A popularização cada vez maior do intervalo comercial se deve, principalmente, à ascensão social das classes C, D, E e sua consequente inserção no mercado de consumo. "Esse fenômeno só foi pos­­sível graças ao declínio da in­­flação, à expansão do crédito, políticas sociais e até mesmo à queda da taxa de fecundidade", enu­­me­­ra a antropóloga Luciana Aguiar, que há 18 anos estuda essas faixas de público em pesquisa etnográfica.

Somadas, essas classes sociais representam 85% da população brasileira e, entre 2002 e 2008, tiveram um aumento de poder de compra na ordem de US$ 75 bilhões.

"Os anunciantes e publicitários sempre se dirigiram a quem tem poder de consumo e, até a década passada, isso incluía apenas a elite e a classe média-alta brasileira. Quando a classe C migrou para um patamar econômico melhor e passou a consumir, a primeira reação dos profissionais foi acreditar que os emergentes teriam um comportamento semelhante ao das classes A e B. Acharam que eles ouviriam Gal Costa quando eles preferiam Sula Miranda", exemplifica Marcos Camargo, doutor em Multimeios pela Unicamp e autor do livro A Montanha Que Partiu Ratinho.

Camargo conta que conhecer o público de baixa renda se tornou fundamental no meio publicitário de uns tempos para cá. "Diretores de marketing de grandes empresas fazerem imersões em favelas como estratégia para penetrar nesse universo e conhecer seus hábitos culturais, já que estes estão ne­­cessariamente vinculados aos hábitos de consumo", diz.
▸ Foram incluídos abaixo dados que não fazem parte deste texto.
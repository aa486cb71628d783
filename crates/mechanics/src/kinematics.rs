//! Gear-train kinematics
//!
//! Provides:
//! - `GearMesh`: speed coupling across one meshed pair
//! - `propagate`: breadth-first speed/direction propagation from the driver
//! - `advance_rotation`: per-frame integration of each gear's visible angle

use gearcore::{FrameContext, GearId, GearSpec, Result, RotationDirection};
use log::debug;
use std::collections::{BTreeSet, VecDeque};
use std::f64::consts::TAU;

use crate::registry::GearRegistry;

/// Speed coupling between two meshed spur gears
///
/// Convention: gear A drives gear B
/// - ratio = velocity_A / velocity_B = teeth_B / teeth_A
/// - the pair always turns in opposite directions
#[derive(Debug, Clone, Copy, PartialEq)]
pub struct GearMesh {
    pub teeth_a: u32,
    pub teeth_b: u32,
}

impl GearMesh {
    pub fn new(a: &GearSpec, b: &GearSpec) -> Self {
        Self {
            teeth_a: a.teeth,
            teeth_b: b.teeth,
        }
    }

    /// velocity_A / velocity_B. E.g. 2.0 means A spins twice as fast as B
    pub fn ratio(&self) -> f64 {
        self.teeth_b as f64 / self.teeth_a as f64
    }

    /// Convert speed from A to B
    pub fn velocity_a_to_b(&self, velocity_a: f64) -> f64 {
        velocity_a / self.ratio()
    }

    /// Convert speed from B to A
    pub fn velocity_b_to_a(&self, velocity_b: f64) -> f64 {
        velocity_b * self.ratio()
    }
}

/// Drive the train from `driver` at `input_rpm`.
///
/// Every gear's rpm is zeroed first, so gears not reachable from the driver
/// end up stationary; their direction is left as it was. Returns the gears in
/// visiting order, driver first.
pub fn propagate(registry: &mut GearRegistry, driver: GearId, input_rpm: f64) -> Result<Vec<GearId>> {
    registry.get(driver)?;

    for gear in registry.iter_mut() {
        gear.rpm = 0.0;
    }
    let root = registry.get_mut(driver)?;
    root.rpm = input_rpm.max(0.0);
    root.direction = RotationDirection::CounterClockwise;

    let mut visited = BTreeSet::from([driver]);
    let mut order = vec![driver];
    let mut queue = VecDeque::from([driver]);

    while let Some(current) = queue.pop_front() {
        let gear = registry.get(current)?;
        let (rpm, direction, spec) = (gear.rpm, gear.direction, gear.spec);
        let neighbors = gear.connected_to.clone();

        for next in neighbors {
            if !visited.insert(next) {
                continue;
            }
            let follower = registry.get_mut(next)?;
            follower.rpm = GearMesh::new(&spec, &follower.spec).velocity_a_to_b(rpm);
            follower.direction = direction.reversed();
            queue.push_back(next);
            order.push(next);
        }
    }

    debug!("propagated {:.2} rpm from {} to {} gears", input_rpm, driver, order.len());
    Ok(order)
}

/// Advance each gear's rotation angle by `rpm * 2pi/60 * direction * dt`.
///
/// `ctx.dt` is the wall-clock time since the previous frame; non-positive or
/// non-finite deltas are ignored.
pub fn advance_rotation(registry: &mut GearRegistry, ctx: FrameContext) {
    if !(ctx.dt.is_finite() && ctx.dt > 0.0) {
        return;
    }
    for gear in registry.iter_mut() {
        gear.rotation_angle = (gear.rotation_angle + gear.angular_velocity() * ctx.dt).rem_euclid(TAU);
    }
}

/// Set every rotation angle back to zero
pub fn reset_rotation(registry: &mut GearRegistry) {
    for gear in registry.iter_mut() {
        gear.rotation_angle = 0.0;
    }
}
use std::fmt;
use std::sync::Arc;

use once_cell::sync::OnceCell;
use tracing::debug;

use crate::config::NegotiationConfig;
use crate::entry::ComponentSet;
use crate::errors::Result;
use crate::inventory::Inventory;
use crate::merge::merge;
use crate::requirement::Role;
use crate::verify::CompatibilityVerifier;

/// Everything a negotiation needs that outlives a single connection.
///
/// Built once at start-up and shared by reference (usually behind an
/// `Arc`) with every session. The local canonical set is merged on first
/// use and cached for the lifetime of the context.
pub struct NegotiationContext {
    role: Role,
    config: NegotiationConfig,
    inventory: Arc<dyn Inventory>,
    verifier: CompatibilityVerifier,
    local: OnceCell<Arc<ComponentSet>>,
}

impl fmt::Debug for NegotiationContext {
    fn fmt(&self, f: &mut fmt::Formatter<'_>) -> fmt::Result {
        f.debug_struct("NegotiationContext")
            .field("role", &self.role)
            .field("config", &self.config)
            .field("verifier", &self.verifier)
            .field("local", &self.local.get())
            .finish()
    }
}

impl NegotiationContext {
    pub fn new(
        role: Role,
        config: NegotiationConfig,
        inventory: Arc<dyn Inventory>,
    ) -> Self {
        let verifier = CompatibilityVerifier::new(config.version_policy.policy());
        Self::with_verifier(role, config, inventory, verifier)
    }

    pub fn with_verifier(
        role: Role,
        config: NegotiationConfig,
        inventory: Arc<dyn Inventory>,
        verifier: CompatibilityVerifier,
    ) -> Self {
        Self {
            role,
            config,
            inventory,
            verifier,
            local: OnceCell::new(),
        }
    }

    pub fn role(&self) -> Role {
        self.role
    }

    pub fn config(&self) -> &NegotiationConfig {
        &self.config
    }

    pub fn verifier(&self) -> &CompatibilityVerifier {
        &self.verifier
    }

    pub fn is_enabled(&self) -> bool {
        self.config.protocol_enabled
    }

    /// The local canonical set: installed components merged with the
    /// configured extras. Computed once.
    pub fn local_components(&self) -> Result<Arc<ComponentSet>> {
        self.local
            .get_or_try_init(|| {
                let installed = self.inventory.installed()?;
                let extra = self.config.extra_required_components()?;
                let set = merge([installed, extra]);
                debug!(
                    "Local {} component set: [{}]",
                    self.role,
                    set.stringify()
                );
                Ok(Arc::new(set))
            })
            .cloned()
    }
}

#[cfg(test)]
mod tests {
    use super::*;
    use crate::entry::{ComponentDecl, ComponentEntry};
    use crate::requirement::RequirementLevel;
    use std::sync::atomic::{AtomicUsize, Ordering};

    struct CountingInventory {
        calls: AtomicUsize,
    }

    impl Inventory for CountingInventory {
        fn installed(&self) -> Result<Vec<ComponentEntry>> {
            self.calls.fetch_add(1, Ordering::SeqCst);
            Ok(vec![ComponentEntry::new(
                "fabric-api",
                "0.92.0",
                RequirementLevel::Optional,
            )?])
        }
    }

    #[test]
    fn local_set_is_merged_once() {
        let inventory = Arc::new(CountingInventory {
            calls: AtomicUsize::new(0),
        });
        let config = NegotiationConfig {
            extra_required_components: vec![ComponentDecl {
                id: "fabric-api".to_owned(),
                version: "0.92.0".to_owned(),
                requirement: RequirementLevel::BothRequired,
            }],
            ..Default::default()
        };
        let ctx = NegotiationContext::new(Role::Server, config, inventory.clone());

        let first = ctx.local_components().unwrap();
        let second = ctx.local_components().unwrap();
        assert!(Arc::ptr_eq(&first, &second));
        assert_eq!(inventory.calls.load(Ordering::SeqCst), 1);
        assert_eq!(
            first.get("fabric-api").unwrap().requirement(),
            RequirementLevel::BothRequired
        );
    }
}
Em entrevista para o livro Propaganda Popular Brasileira, de Guilherme Azevedo, o publicitário e empresário Celso Loducca afirma que as classes mais baixas sempre sustentaram as grandes marcas no país. "Casas Bahia não existiam, nem as Havaianas vendiam mi­­lhões e milhões para a classe A. A classe C sempre esteve lá. A comunicação é que era feita para a classe A. Na realidade, esse público nem tinha televisão para ver, não comprava revista, não tinha dinheiro, mas era quem mantinha, pelo volume de compras, todas essas empresas."

Oral e imagética

Para o consultor em marketing e comunicação corporativa Eloi Zanetti, apesar de algumas mudanças, o publicitário brasileiro ainda não aprendeu a se comunicar de verdade com a base da pirâmide. "Ele continua criando campanhas voltadas à antiga classe média tradicional, ignorando os signos e valores desse novo consumidor e julgando sua estética com arrogância", critica. Zanetti lembra que o profissional de publicidade vem da classe média-alta, já nasce no mundo do consumo e tem alto nível de instrução, enquanto o novo consumidor tem poucos anos de estudos. "Ele não quer um anúncio com layout sofisticado, com um título irônico e bem-sacado.

A publicidade voltada a esse nicho deve investir em sonoridade, ritmo, elementos que conversem com a oralidade", diz. Marcos Camargo, professor de Semiótica da Faculdade de Artes do Paraná, acredita que, se o público consumidor é popular, de nada adianta eruditizá-lo.

"Quando o consumidor da elite era o principal foco das campanhas publicitárias, as mensagens refletiam sua cultura letrada. Hoje, as culturas oral e imagética imperam na publicidade, porque ela se destina a um público com baixa escolaridade, que vive na era pós-letrada – dos emoticons na internet aos vídeos no YouTube, passando pelas frases curtas no Twitter – sem nunca ter sido letrado", opina.

Microcosmo

Um caso emblemático de inserção da classe C na publicidade brasileira é a família Amorim, que ficou conhecida após protagonizar um quadro do Fantástico sobre educação financeira e, em seguida, estrelar uma campanha de crédito bancário da Caixa Econômica Federal.

Em agosto deste ano, a família que retrata o microcosmo da classe emergente estreou novo filme, assinado pela agência Fischer América, evidenciando ainda mais sua ascensão social. Agora, além da cozinha nova, adquirida graças à expansão do crédito, os Amorim tam­­bém exibem na sala de casa um televisor de LCD de última geração.